Single by Right Said Fred

from the album Stand Up
- Released: 8 July 2002
- Recorded: 2001
- Genre: Dance
- Label: Kingsize
- Songwriters: Richard Fairbrass; Fred Fairbass; Rob Manzoli;
- Producer: Right Said Fred;

Right Said Fred singles chronology
| "Love Song" (2001) | "Stand Up (For the Champions)" (2002) | "Where Do You Go to My Love?" (2006) |

= Stand Up (For the Champions) =

"Stand Up (For the Champions)" is a song by British band Right Said Fred from their album Stand Up in 2002. It has been used at sporting events around the world.

In 2009, the Saracens F.C. rugby squad recorded a version as their club anthem, "Stand up for the Saracens!"

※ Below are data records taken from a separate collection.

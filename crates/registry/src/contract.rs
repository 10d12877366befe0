//! Serialized contract surface.
//!
//! [`AssetContract`] is the boundary the hosting runtime invokes: one
//! operation per lifecycle action, each taking and returning JSON payloads.
//! All domain work is delegated to [`AssetService`]; this layer only
//! decodes requests, encodes responses, and keeps the step names of its
//! failure messages stable.

use formledger_ledger::LedgerGateway;

use crate::{
    error::{RegistryError, RegistryResult},
    filter::Filter,
    service::AssetService,
    types::CreateAssetRequest,
    validate::validate_page_and_size,
};

/// JSON-in/JSON-out facade over the asset lifecycle.
#[derive(Debug, Clone)]
pub struct AssetContract<G> {
    service: AssetService<G>,
}

impl<G: LedgerGateway> AssetContract<G> {
    /// Creates the contract surface on top of the given gateway.
    pub fn new(gateway: G) -> Self {
        Self { service: AssetService::new(gateway) }
    }

    /// Returns the typed service underneath.
    pub fn service(&self) -> &AssetService<G> {
        &self.service
    }

    /// Creates an asset from an encoded creation request and returns the
    /// stored record, encoded.
    pub async fn create_asset(&self, encoded_request: &str) -> RegistryResult<String> {
        let request: CreateAssetRequest = serde_json::from_str(encoded_request)
            .map_err(|source| RegistryError::decode("the given value", source))?;

        let asset = self.service.create(request).await?;
        serde_json::to_string(&asset).map_err(|source| RegistryError::encode("the asset", source))
    }

    /// Returns the asset stored under `id`, encoded.
    pub async fn get_asset_by_id(&self, id: &str) -> RegistryResult<String> {
        let asset = self.service.get_by_id(id).await?;
        serde_json::to_string(&asset).map_err(|source| RegistryError::encode("the asset", source))
    }

    /// Patches the asset stored under `id` with an encoded sparse overlay
    /// and returns the merged record, encoded.
    pub async fn patch_asset(&self, encoded_patch: &[u8], id: &str) -> RegistryResult<String> {
        let asset = self.service.patch_payload(id, encoded_patch).await?;
        serde_json::to_string(&asset).map_err(|source| RegistryError::encode("the asset", source))
    }

    /// Deletes the asset stored under `id`.
    pub async fn delete_asset_by_id(&self, id: &str) -> RegistryResult<bool> {
        self.service.delete_by_id(id).await
    }

    /// Returns one page of the assets matching an encoded filter.
    ///
    /// `page` and `size` arrive as decimal strings; `page` is zero-indexed
    /// and `size` must be at least 1.
    pub async fn get_all_assets(
        &self,
        page: &str,
        size: &str,
        encoded_filter: &[u8],
    ) -> RegistryResult<String> {
        let (page, size) = validate_page_and_size(page, size)?;
        let filter: Filter = serde_json::from_slice(encoded_filter)
            .map_err(|source| RegistryError::decode("filter", source))?;

        let assets = self.service.get_all(page, size, &filter).await?;
        serde_json::to_string(&assets)
            .map_err(|source| RegistryError::encode("the asset page", source))
    }

    /// Returns every recorded revision of `id`, encoded.
    pub async fn get_history_asset_by_id(&self, id: &str) -> RegistryResult<String> {
        let records = self.service.history(id).await?;
        serde_json::to_string(&records)
            .map_err(|source| RegistryError::encode("the final result", source))
    }
}
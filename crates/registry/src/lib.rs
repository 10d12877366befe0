//! Business-logic layer of a ledger-backed asset registry.
//!
//! This crate validates, normalizes, stores, retrieves, patches, deletes,
//! and queries asset records keyed by an identifier, on top of an external
//! versioned key-value ledger reached through
//! [`LedgerGateway`](formledger_ledger::LedgerGateway). The ledger itself
//! handles consensus, durability, and transaction ordering; this layer owns
//! the edge-case policy.
//!
//! # Components
//!
//! - [`validate`] - space-stripping normalization and the shared validity checks
//! - [`query`] - compiles a [`Filter`] into the ledger's declarative selector
//! - [`paginate`] - materializes a numbered page out of forward-only cursor queries
//! - [`AssetService`] - the create/get/patch/delete/get-all/history lifecycle
//! - [`AssetContract`] - the JSON string surface the hosting runtime invokes
//!
//! # Quick Start
//!
//! ```
//! use chrono::{TimeZone, Utc};
//! use formledger_ledger::MemoryLedger;
//! use formledger_registry::{AssetService, CreateAssetRequest};
//!
//! #[tokio::main]
//! async fn main() -> Result<(), Box<dyn std::error::Error>> {
//!     let service = AssetService::new(MemoryLedger::new());
//!
//!     let stored = service
//!         .create(
//!             CreateAssetRequest::builder()
//!                 .id("asset-1")
//!                 .type_form("survey")
//!                 .description("first survey of the season")
//!                 .timestamp(Utc.with_ymd_and_hms(2024, 3, 1, 10, 0, 0).unwrap())
//!                 .insertion_type("manual")
//!                 .hash("ab12")
//!                 .build(),
//!         )
//!         .await?;
//!
//!     assert_eq!(service.get_by_id("asset-1").await?, stored);
//!     Ok(())
//! }
//! ```

#![deny(unsafe_code)]
#![warn(missing_docs)]

mod contract;
mod error;
mod filter;
/// Page-skipping pagination walker.
pub mod paginate;
/// Filter-to-selector query compiler.
pub mod query;
mod service;
mod types;
/// Validation and normalization helpers.
pub mod validate;

/// JSON string surface of the registry.
pub use contract::AssetContract;
/// Registry error types and result alias.
pub use error::{RegistryError, RegistryResult};
/// Query filter types.
pub use filter::{Filter, TimeRange, TimeRangeError};
/// Lifecycle service.
pub use service::AssetService;
/// Domain records and wire DTOs.
pub use types::{Asset, CreateAssetRequest, HistoryRecord, PatchAssetRequest};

The song was also played at Lord's during the 2009 T20 Cricket World Cup when Pakistan's national cricket team beat Sri Lanka in the final and won the World Cup.

In the United States, the song has been used by some National Football League teams.

It was used for the medal ceremony at the LEN European Swimming Championships in Budapest, Hungary in August 2010.

In 2016, fans of the Lukanga Boxing Club used the song to celebrate after winning the Juniors and Elites titles at Uganda's National Open Boxing Championship.

In Pakistan, the song has been used for the celebration of Pakistan Cricket Team. It was played after the victory in the final against India at the 2017 ICC Champions Trophy in England.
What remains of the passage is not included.